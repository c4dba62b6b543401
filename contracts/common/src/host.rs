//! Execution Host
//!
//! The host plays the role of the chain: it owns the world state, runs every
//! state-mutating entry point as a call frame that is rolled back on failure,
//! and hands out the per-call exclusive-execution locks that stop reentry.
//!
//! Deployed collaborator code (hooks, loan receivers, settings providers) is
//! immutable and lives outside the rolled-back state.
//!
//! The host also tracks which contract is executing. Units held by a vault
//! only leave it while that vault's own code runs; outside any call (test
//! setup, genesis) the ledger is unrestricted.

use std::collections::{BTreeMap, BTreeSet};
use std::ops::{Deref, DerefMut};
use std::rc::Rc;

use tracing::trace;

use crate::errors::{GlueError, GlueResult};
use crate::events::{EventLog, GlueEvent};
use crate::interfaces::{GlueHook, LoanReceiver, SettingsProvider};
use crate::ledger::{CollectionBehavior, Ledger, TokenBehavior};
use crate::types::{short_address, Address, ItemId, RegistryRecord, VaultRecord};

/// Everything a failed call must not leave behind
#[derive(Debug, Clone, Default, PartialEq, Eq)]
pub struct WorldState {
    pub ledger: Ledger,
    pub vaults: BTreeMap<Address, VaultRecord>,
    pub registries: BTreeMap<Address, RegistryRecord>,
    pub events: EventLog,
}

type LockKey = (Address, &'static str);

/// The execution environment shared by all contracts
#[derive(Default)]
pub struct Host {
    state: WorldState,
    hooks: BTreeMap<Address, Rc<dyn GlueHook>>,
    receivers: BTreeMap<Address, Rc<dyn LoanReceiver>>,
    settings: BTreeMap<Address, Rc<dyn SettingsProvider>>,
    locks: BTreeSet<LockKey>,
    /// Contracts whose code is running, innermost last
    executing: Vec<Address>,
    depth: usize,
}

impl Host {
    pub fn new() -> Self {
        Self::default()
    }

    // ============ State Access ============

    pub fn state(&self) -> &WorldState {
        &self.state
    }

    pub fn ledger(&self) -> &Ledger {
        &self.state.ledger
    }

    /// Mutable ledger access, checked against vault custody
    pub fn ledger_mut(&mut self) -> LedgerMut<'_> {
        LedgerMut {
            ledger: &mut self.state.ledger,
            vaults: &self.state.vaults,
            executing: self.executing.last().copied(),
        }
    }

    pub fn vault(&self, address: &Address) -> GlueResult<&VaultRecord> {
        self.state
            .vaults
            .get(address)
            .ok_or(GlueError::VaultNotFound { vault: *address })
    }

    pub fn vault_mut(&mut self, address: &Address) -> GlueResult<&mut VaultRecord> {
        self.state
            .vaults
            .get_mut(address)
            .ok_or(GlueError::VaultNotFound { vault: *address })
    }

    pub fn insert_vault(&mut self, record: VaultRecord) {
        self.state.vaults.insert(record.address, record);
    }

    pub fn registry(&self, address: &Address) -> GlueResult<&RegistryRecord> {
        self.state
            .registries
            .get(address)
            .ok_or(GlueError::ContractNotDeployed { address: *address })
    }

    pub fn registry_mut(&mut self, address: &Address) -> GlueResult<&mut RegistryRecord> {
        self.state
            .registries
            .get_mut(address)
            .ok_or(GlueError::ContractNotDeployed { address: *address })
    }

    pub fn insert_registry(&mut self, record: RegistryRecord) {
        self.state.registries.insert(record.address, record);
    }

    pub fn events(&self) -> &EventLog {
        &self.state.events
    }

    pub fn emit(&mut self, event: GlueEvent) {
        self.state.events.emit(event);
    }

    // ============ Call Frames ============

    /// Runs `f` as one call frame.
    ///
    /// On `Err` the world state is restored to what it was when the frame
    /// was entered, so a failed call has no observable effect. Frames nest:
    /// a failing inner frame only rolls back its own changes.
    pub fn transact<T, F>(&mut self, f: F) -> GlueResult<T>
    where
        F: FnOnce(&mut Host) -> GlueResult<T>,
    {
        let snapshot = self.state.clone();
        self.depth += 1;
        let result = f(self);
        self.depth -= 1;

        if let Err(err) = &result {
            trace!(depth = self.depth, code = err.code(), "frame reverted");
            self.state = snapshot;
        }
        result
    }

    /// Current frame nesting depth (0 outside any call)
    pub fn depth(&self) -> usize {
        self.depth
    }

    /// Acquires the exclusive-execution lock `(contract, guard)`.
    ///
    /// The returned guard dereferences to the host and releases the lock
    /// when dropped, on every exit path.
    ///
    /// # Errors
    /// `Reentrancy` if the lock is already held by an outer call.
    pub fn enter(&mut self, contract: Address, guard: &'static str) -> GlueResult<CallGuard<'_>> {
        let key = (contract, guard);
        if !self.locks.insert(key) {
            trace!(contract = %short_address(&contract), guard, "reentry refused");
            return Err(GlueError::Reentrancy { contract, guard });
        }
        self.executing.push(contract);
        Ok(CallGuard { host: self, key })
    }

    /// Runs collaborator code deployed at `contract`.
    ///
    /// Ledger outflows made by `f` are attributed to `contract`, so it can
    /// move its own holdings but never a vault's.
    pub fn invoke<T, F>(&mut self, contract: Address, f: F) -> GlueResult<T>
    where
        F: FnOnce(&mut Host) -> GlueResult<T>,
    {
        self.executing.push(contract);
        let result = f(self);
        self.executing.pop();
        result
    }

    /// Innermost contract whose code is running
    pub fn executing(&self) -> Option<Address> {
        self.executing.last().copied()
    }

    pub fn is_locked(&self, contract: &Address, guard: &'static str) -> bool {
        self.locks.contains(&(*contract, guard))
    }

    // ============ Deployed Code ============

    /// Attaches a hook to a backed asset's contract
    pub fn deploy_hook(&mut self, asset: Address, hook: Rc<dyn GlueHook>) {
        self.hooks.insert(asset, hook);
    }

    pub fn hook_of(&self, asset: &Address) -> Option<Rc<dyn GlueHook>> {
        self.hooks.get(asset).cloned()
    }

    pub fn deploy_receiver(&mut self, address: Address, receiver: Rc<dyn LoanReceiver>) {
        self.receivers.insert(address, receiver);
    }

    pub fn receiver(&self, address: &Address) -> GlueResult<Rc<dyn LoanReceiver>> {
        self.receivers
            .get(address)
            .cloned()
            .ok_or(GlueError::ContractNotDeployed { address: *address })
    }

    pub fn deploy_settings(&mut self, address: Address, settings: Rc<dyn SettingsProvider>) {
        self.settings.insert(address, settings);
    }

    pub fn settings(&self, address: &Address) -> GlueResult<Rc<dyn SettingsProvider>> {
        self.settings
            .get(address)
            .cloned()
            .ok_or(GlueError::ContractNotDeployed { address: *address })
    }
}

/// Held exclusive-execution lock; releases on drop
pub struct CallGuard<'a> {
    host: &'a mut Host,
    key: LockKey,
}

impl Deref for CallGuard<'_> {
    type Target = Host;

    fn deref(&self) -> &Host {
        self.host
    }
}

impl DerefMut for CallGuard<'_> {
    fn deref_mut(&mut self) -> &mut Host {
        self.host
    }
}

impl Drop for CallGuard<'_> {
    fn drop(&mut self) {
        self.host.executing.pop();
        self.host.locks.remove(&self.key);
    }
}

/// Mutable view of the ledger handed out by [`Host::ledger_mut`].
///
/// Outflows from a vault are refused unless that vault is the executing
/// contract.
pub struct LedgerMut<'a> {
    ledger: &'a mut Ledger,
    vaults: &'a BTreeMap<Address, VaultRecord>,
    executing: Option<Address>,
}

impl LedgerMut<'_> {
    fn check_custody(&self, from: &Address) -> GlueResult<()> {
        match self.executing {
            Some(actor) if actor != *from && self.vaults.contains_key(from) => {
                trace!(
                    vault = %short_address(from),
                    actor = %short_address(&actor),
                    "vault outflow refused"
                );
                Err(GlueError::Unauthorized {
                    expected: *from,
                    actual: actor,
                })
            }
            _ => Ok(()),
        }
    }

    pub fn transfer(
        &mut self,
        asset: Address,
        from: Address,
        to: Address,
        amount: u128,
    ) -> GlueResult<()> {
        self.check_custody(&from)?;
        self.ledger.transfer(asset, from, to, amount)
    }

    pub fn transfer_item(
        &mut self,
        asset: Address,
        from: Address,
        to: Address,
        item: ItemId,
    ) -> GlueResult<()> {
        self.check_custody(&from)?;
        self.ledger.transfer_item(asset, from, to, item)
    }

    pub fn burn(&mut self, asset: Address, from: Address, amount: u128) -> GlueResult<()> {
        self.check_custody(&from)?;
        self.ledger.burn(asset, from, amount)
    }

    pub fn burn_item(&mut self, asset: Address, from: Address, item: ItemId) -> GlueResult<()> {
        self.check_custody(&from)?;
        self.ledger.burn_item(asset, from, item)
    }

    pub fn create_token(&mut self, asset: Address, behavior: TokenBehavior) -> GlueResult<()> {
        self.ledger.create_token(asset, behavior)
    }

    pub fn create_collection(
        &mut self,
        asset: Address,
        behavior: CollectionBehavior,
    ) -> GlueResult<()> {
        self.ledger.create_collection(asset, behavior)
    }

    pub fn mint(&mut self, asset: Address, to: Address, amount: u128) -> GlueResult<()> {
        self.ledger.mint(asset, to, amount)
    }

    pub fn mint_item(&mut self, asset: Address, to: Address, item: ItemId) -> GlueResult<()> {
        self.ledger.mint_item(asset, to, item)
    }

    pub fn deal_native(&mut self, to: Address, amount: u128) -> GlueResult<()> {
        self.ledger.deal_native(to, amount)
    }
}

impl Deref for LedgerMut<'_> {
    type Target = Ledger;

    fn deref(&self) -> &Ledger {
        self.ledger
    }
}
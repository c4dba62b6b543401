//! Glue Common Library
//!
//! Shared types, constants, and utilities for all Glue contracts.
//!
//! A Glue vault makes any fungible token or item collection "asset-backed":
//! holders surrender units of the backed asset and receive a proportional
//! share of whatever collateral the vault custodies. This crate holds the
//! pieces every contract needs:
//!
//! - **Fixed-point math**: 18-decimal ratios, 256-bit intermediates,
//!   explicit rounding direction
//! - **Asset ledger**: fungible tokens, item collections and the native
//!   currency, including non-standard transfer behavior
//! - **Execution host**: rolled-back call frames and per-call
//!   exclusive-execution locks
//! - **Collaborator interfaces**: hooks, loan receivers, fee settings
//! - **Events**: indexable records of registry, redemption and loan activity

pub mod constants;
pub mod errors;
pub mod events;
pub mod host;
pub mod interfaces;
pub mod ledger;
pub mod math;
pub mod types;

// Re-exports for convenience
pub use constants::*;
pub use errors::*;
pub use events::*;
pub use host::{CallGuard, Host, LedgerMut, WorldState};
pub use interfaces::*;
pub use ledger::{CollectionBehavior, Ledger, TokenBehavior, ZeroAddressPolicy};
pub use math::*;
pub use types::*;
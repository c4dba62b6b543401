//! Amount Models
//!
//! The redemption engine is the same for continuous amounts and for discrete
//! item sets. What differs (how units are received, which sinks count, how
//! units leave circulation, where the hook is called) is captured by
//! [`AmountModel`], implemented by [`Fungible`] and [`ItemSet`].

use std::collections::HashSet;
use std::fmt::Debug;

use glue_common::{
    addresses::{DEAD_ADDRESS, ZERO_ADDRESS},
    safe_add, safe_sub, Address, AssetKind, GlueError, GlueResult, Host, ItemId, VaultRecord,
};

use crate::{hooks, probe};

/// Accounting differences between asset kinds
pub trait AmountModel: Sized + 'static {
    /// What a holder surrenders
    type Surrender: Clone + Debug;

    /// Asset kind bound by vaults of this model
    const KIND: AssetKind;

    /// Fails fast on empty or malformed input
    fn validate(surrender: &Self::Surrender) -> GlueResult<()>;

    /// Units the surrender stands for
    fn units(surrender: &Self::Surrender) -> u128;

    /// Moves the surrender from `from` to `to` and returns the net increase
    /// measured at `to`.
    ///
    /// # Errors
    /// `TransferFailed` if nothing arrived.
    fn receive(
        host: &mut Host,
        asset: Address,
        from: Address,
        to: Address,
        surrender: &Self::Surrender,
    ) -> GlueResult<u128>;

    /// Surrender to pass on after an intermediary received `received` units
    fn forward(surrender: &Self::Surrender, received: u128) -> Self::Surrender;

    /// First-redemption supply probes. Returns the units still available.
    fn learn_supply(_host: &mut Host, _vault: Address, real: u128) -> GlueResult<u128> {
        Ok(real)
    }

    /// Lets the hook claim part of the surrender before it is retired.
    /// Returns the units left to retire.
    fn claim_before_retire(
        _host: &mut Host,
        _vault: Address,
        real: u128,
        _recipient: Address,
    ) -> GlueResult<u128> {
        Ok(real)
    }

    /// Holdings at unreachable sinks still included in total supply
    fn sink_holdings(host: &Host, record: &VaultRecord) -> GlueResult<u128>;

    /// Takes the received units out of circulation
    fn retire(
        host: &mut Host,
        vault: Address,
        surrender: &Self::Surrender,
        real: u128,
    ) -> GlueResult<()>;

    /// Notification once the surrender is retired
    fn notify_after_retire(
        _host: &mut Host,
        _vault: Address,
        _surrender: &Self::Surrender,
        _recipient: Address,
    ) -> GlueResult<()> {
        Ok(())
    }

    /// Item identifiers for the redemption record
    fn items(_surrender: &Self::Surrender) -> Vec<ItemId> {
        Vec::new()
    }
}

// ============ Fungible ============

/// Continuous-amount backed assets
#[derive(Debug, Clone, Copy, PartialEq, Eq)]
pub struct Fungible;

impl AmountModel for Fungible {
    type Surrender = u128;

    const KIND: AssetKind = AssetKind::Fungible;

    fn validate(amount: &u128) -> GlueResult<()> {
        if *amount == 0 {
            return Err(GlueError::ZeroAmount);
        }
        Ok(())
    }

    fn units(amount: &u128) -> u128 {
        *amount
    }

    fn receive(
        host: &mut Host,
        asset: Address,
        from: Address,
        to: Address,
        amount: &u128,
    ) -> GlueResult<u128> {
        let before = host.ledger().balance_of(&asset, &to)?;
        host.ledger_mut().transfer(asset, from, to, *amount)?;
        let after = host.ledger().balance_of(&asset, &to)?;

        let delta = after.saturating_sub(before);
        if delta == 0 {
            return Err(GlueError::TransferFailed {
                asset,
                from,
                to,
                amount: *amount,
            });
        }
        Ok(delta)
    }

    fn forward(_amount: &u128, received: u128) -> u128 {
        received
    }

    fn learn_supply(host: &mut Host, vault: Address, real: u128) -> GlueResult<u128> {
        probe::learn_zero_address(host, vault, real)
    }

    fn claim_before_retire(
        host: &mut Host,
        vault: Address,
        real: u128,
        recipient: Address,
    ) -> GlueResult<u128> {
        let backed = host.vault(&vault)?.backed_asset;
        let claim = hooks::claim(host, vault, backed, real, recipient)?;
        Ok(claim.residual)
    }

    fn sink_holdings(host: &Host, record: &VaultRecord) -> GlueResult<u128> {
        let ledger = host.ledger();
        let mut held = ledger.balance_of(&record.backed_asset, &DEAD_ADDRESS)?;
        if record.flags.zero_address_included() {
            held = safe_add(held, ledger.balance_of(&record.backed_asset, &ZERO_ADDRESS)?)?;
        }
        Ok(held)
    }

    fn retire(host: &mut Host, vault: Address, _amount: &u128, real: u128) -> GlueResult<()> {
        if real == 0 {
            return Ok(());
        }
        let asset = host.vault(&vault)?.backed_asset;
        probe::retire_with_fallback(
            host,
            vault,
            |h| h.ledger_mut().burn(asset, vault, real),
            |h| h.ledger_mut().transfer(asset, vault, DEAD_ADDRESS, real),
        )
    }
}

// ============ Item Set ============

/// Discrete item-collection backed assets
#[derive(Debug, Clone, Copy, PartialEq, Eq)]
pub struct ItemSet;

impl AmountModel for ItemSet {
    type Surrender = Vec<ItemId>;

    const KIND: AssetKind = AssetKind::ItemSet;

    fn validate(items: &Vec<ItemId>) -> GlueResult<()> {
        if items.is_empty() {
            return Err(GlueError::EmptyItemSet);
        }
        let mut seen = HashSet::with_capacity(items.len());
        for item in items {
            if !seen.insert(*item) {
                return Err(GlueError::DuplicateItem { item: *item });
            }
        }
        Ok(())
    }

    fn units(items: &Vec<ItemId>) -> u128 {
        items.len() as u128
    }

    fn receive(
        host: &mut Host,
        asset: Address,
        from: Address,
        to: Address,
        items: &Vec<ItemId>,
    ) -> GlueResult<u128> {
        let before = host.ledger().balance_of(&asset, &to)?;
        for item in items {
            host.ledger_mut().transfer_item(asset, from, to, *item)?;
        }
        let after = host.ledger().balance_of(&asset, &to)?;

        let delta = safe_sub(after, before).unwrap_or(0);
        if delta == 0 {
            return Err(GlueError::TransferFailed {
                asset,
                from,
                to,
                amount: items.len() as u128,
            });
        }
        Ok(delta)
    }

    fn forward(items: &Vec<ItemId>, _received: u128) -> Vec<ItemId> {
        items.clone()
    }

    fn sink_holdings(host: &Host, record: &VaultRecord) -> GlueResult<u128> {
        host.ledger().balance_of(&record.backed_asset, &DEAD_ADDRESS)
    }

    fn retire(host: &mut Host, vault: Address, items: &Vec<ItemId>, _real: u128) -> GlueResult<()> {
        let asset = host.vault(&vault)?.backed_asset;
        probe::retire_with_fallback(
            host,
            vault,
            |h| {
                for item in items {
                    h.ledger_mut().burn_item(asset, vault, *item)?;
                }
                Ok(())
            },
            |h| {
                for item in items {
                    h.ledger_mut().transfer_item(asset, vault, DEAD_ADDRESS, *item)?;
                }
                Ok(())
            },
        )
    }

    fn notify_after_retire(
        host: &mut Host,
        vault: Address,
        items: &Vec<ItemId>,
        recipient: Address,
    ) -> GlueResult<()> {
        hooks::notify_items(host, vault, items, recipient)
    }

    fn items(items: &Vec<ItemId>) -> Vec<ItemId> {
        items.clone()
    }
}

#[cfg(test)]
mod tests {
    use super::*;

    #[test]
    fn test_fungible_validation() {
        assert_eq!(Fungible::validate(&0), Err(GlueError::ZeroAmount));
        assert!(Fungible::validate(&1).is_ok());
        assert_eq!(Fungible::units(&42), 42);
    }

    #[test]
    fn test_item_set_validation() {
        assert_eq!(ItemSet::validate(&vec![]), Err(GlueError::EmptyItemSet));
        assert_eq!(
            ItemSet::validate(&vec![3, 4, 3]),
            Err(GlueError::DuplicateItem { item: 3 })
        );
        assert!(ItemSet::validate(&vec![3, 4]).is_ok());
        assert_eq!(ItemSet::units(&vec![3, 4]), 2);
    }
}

§ §

▶ [Task details]:
The response consists of the lines above that contain "outside".

▶ [Response]:
//! immutable and lives outside the rolled-back state.
//! only leave it while that vault's own code runs; outside any call (test
    /// Current frame nesting depth (0 outside any call)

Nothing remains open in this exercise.